What are the different
types of mutual fund schemes?
Schemes according to
Maturity Period:
A mutual fund scheme can
be classified into open-ended scheme or close-ended scheme depending on its
maturity period.
Open-ended Fund/
Scheme
An open-ended fund or
scheme is one that is available for subscription and repurchase on a
continuous basis. These schemes do not have a fixed maturity period.
Investors can conveniently buy and sell units at Net Asset Value (NAV)
related prices which are declared on a daily basis. The key feature of
open-end schemes is liquidity.
Close-ended Fund/
Scheme
A close-ended fund or
scheme has a stipulated maturity period e.g. 5-7 years. The fund is open for
subscription only during a specified period at the time of launch of the
scheme. Investors can invest in the scheme at the time of the initial public
issue and thereafter they can buy or sell the units of the scheme on the
stock exchanges where the units are listed. In order to provide an exit route
to the investors, some close-ended funds give an option of selling back the
units to the mutual fund through periodic repurchase at NAV related prices.
SEBI Regulations stipulate that at least one of the two exit routes is
provided to the investor i.e. either repurchase facility or through listing
on stock exchanges. These mutual funds schemes disclose NAV generally on
weekly basis.
Schemes according to
Investment Objective:
A scheme can also be
classified as growth scheme, income scheme, or balanced scheme considering
its investment objective. Such schemes may be open-ended or close-ended
schemes as described earlier. Such schemes may be classified mainly as
follows:
Growth / Equity
Oriented Scheme
The aim of growth funds
is to provide capital appreciation over the medium to long- term. Such
schemes normally invest a major part of their corpus in equities. Such funds
have comparatively high risks. These schemes provide different options to the
investors like dividend option, capital appreciation, etc. and the investors
may choose an option depending on their preferences. The investors must
indicate the option in the application form. The mutual funds also allow the
investors to change the options at a later date. Growth schemes are good for
investors having a long-term outlook seeking appreciation over a period of
time.
Income / Debt Oriented
Scheme
The aim of income funds
is to provide regular and steady income to investors. Such schemes generally
invest in fixed income securities such as bonds, corporate debentures,
Government securities and money market instruments. Such funds are less risky
compared to equity schemes. These funds are not affected because of
fluctuations in equity markets. However, opportunities of capital appreciation
are also limited in such funds. The NAVs of such
funds are affected because of change in interest rates in the country. If the
interest rates fall, NAVs of such funds are likely
to increase in the short run and vice versa. However, long term investors may
not bother about these fluctuations.
Balanced Fund
The aim of balanced funds
is to provide both growth and regular income as such schemes invest both in
equities and fixed income securities in the proportion indicated in their
offer documents.

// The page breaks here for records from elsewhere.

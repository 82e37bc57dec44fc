use iced::widget::{
    Space, button, column, container, row, scrollable, text,
};
use iced::{Element, Length, Padding, Theme, alignment};

use crate::components::primitive::icon_button;
use crate::store::{Session, SessionId};
use crate::style::{
    error_box_style, panel_style, separator_style, session_row_style,
    thin_scroll_style, trigger_button_style,
};
use crate::theme::ThemeProps;
use crate::widgets::session_panel::event::SessionPanelEvent;
use crate::widgets::session_panel::model::{
    HEADER_HEIGHT, LIST_GUTTER, LIST_PADDING, ListBody, NOTICE_HEIGHT,
    ROW_HEIGHT, ROW_PADDING_X, ROW_SPACING, SEPARATOR_HEIGHT,
    SessionPanelViewModel, TRIGGER_SIZE,
};

const PANEL_TITLE: &str = "History";
const EMPTY_MESSAGE: &str = "No query history found";
const LOADING_MESSAGE: &str = "Loading sessions...";
const RETRY_LABEL: &str = "Retry";
const HOME_GLYPH: &str = "⌂";
const COLLAPSE_GLYPH: &str = "‹";
const TRIGGER_GLYPH: &str = "⋮";
const DISMISS_GLYPH: &str = "×";

const TITLE_SIZE: f32 = 22.0;
const HEADER_BUTTON_SIZE: f32 = 32.0;
const HEADER_GLYPH_SIZE: f32 = 18.0;
const ROW_TITLE_SIZE: f32 = 14.0;
const ROW_DATE_SIZE: f32 = 12.0;
const TRIGGER_GLYPH_SIZE: f32 = 16.0;
const STATUS_TEXT_SIZE: f32 = 13.0;
const STATUS_PADDING: f32 = 16.0;
const STATUS_SPACING: f32 = 12.0;
const NOTICE_PADDING: f32 = 8.0;

/// Props for the session list panel.
pub(crate) struct SessionListProps<'a> {
    pub(crate) body: ListBody<'a>,
    pub(crate) active_id: Option<&'a SessionId>,
    /// Menu triggers are inert while a delete is in flight.
    pub(crate) deleting: bool,
    pub(crate) vm: SessionPanelViewModel<'a>,
    pub(crate) panel_width: f32,
    pub(crate) show_collapse: bool,
    pub(crate) theme: ThemeProps<'a>,
}

/// Render the panel: header, list body and optional footer notice.
pub(crate) fn view(
    props: SessionListProps<'_>,
) -> Element<'_, SessionPanelEvent, Theme, iced::Renderer> {
    let header = header_bar(&props);
    let separator = container(Space::new())
        .width(Length::Fill)
        .height(Length::Fixed(SEPARATOR_HEIGHT))
        .style(separator_style(props.theme));

    let body = container(list_body(&props))
        .width(Length::Fill)
        .height(Length::Fill)
        .padding(LIST_PADDING);

    let mut content = column![header, separator, body]
        .width(Length::Fill)
        .height(Length::Fill);

    if let Some(message) = props.vm.notice {
        content = content.push(notice(message, props.theme));
    }

    container(content)
        .width(Length::Fixed(props.panel_width))
        .height(Length::Fill)
        .style(panel_style(props.theme))
        .into()
}

fn header_bar<'a>(
    props: &SessionListProps<'a>,
) -> Element<'a, SessionPanelEvent, Theme, iced::Renderer> {
    let palette = props.theme.theme.iced_palette();

    let home = icon_button::view(icon_button::IconButtonProps {
        glyph: HOME_GLYPH,
        theme: props.theme,
        size: HEADER_BUTTON_SIZE,
        glyph_size: HEADER_GLYPH_SIZE,
    })
    .map(|_| SessionPanelEvent::HomePressed);

    let title =
        container(text(PANEL_TITLE).size(TITLE_SIZE).color(palette.green))
            .width(Length::Fill)
            .align_x(alignment::Horizontal::Center);

    let trailing: Element<'a, SessionPanelEvent, Theme, iced::Renderer> =
        if props.show_collapse {
            icon_button::view(icon_button::IconButtonProps {
                glyph: COLLAPSE_GLYPH,
                theme: props.theme,
                size: HEADER_BUTTON_SIZE,
                glyph_size: HEADER_GLYPH_SIZE,
            })
            .map(|_| SessionPanelEvent::CollapsePressed)
        } else {
            Space::new()
                .width(Length::Fixed(HEADER_BUTTON_SIZE))
                .height(Length::Fixed(HEADER_BUTTON_SIZE))
                .into()
        };

    container(
        row![home, title, trailing]
            .width(Length::Fill)
            .align_y(alignment::Vertical::Center),
    )
    .width(Length::Fill)
    .height(Length::Fixed(HEADER_HEIGHT))
    .padding([0.0, LIST_PADDING])
    .align_y(alignment::Vertical::Center)
    .into()
}

fn list_body<'a>(
    props: &SessionListProps<'a>,
) -> Element<'a, SessionPanelEvent, Theme, iced::Renderer> {
    let palette = props.theme.theme.iced_palette();

    match props.body {
        ListBody::Busy => status_text(LOADING_MESSAGE, palette.cyan),
        ListBody::Error(message) => {
            let retry = button(text(RETRY_LABEL).size(STATUS_TEXT_SIZE))
                .on_press(SessionPanelEvent::RetryPressed)
                .style(move |_, status| {
                    session_row_style(palette, false, status)
                });

            container(
                column![text(message).size(STATUS_TEXT_SIZE), retry]
                    .spacing(STATUS_SPACING)
                    .align_x(alignment::Horizontal::Center),
            )
            .width(Length::Fill)
            .padding(STATUS_PADDING)
            .align_x(alignment::Horizontal::Center)
            .style(error_box_style(props.theme))
            .into()
        },
        ListBody::Empty => status_text(EMPTY_MESSAGE, palette.dim_foreground),
        ListBody::Rows(sessions) => {
            let rows =
                sessions.iter().map(|session| session_row(props, session));

            let list = column(rows)
                .spacing(ROW_SPACING)
                .width(Length::Fill)
                .padding(Padding {
                    right: LIST_GUTTER,
                    ..Padding::ZERO
                });

            scrollable(list)
                .width(Length::Fill)
                .height(Length::Fill)
                .on_scroll(|viewport| SessionPanelEvent::Scrolled {
                    offset_y: viewport.absolute_offset().y,
                })
                .style(thin_scroll_style(palette.clone()))
                .into()
        },
    }
}

fn session_row<'a>(
    props: &SessionListProps<'a>,
    session: &'a Session,
) -> Element<'a, SessionPanelEvent, Theme, iced::Renderer> {
    let palette = props.theme.theme.iced_palette();
    let is_selected = props.active_id == Some(session.id());
    let is_open = props.vm.open_menu_id == Some(session.id());

    let title = container(
        text(session.title())
            .size(ROW_TITLE_SIZE)
            .wrapping(text::Wrapping::None),
    )
    .width(Length::Fill)
    .clip(true);

    let date = text(session.created_date_label())
        .size(ROW_DATE_SIZE)
        .color(palette.muted_foreground);

    let labels = column![title, date].width(Length::Fill).spacing(2.0);

    // Nested inside the row button: iced delivers the press to the
    // innermost button only, so a trigger press never emits `RowPressed`.
    let trigger = button(
        container(text(TRIGGER_GLYPH).size(TRIGGER_GLYPH_SIZE))
            .width(Length::Fill)
            .height(Length::Fill)
            .align_x(alignment::Horizontal::Center)
            .align_y(alignment::Vertical::Center),
    )
    .padding(0.0)
    .width(Length::Fixed(TRIGGER_SIZE))
    .height(Length::Fixed(TRIGGER_SIZE))
    .on_press_maybe((!props.deleting).then(|| {
        SessionPanelEvent::TriggerPressed {
            id: session.id().clone(),
        }
    }))
    .style(move |_, status| trigger_button_style(palette, is_open, status));

    button(
        row![labels, trigger]
            .spacing(8.0)
            .height(Length::Fill)
            .align_y(alignment::Vertical::Center),
    )
    .padding([0.0, ROW_PADDING_X])
    .width(Length::Fill)
    .height(Length::Fixed(ROW_HEIGHT))
    .on_press(SessionPanelEvent::RowPressed {
        id: session.id().clone(),
    })
    .style(move |_, status| session_row_style(palette, is_selected, status))
    .into()
}

fn status_text<'a>(
    message: &'a str,
    color: iced::Color,
) -> Element<'a, SessionPanelEvent, Theme, iced::Renderer> {
    container(text(message).size(STATUS_TEXT_SIZE).color(color))
        .width(Length::Fill)
        .padding(STATUS_PADDING)
        .align_x(alignment::Horizontal::Center)
        .into()
}

fn notice<'a>(
    message: &'a str,
    theme: ThemeProps<'a>,
) -> Element<'a, SessionPanelEvent, Theme, iced::Renderer> {
    let dismiss = icon_button::view(icon_button::IconButtonProps {
        glyph: DISMISS_GLYPH,
        theme,
        size: TRIGGER_SIZE,
        glyph_size: TRIGGER_GLYPH_SIZE,
    })
    .map(|_| SessionPanelEvent::NoticeDismissed);

    let content = container(
        row![
            text(message)
                .size(STATUS_TEXT_SIZE)
                .width(Length::Fill),
            dismiss
        ]
        .spacing(NOTICE_PADDING)
        .align_y(alignment::Vertical::Center),
    )
    .width(Length::Fill)
    .height(Length::Fill)
    .padding(NOTICE_PADDING)
    .align_y(alignment::Vertical::Center)
    .style(error_box_style(theme));

    container(content)
        .width(Length::Fill)
        .height(Length::Fixed(NOTICE_HEIGHT))
        .padding(Padding {
            bottom: NOTICE_PADDING,
            left: LIST_PADDING,
            right: LIST_PADDING,
            top: 0.0,
        })
        .into()
}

These are appropriate for investors looking for moderate
growth. They generally invest 40-60% in equity and debt instruments. These
funds are also affected because of fluctuations in share prices in the stock
markets. However, NAVs of such funds are likely to
be less volatile compared to pure equity funds.
Money Market or Liquid
Fund
These funds are also
income funds and their aim is to provide easy liquidity, preservation of
capital and moderate income. These schemes invest exclusively in safer
short-term instruments such as treasury bills, certificates of deposit,
commercial paper and inter-bank call money, government securities, etc.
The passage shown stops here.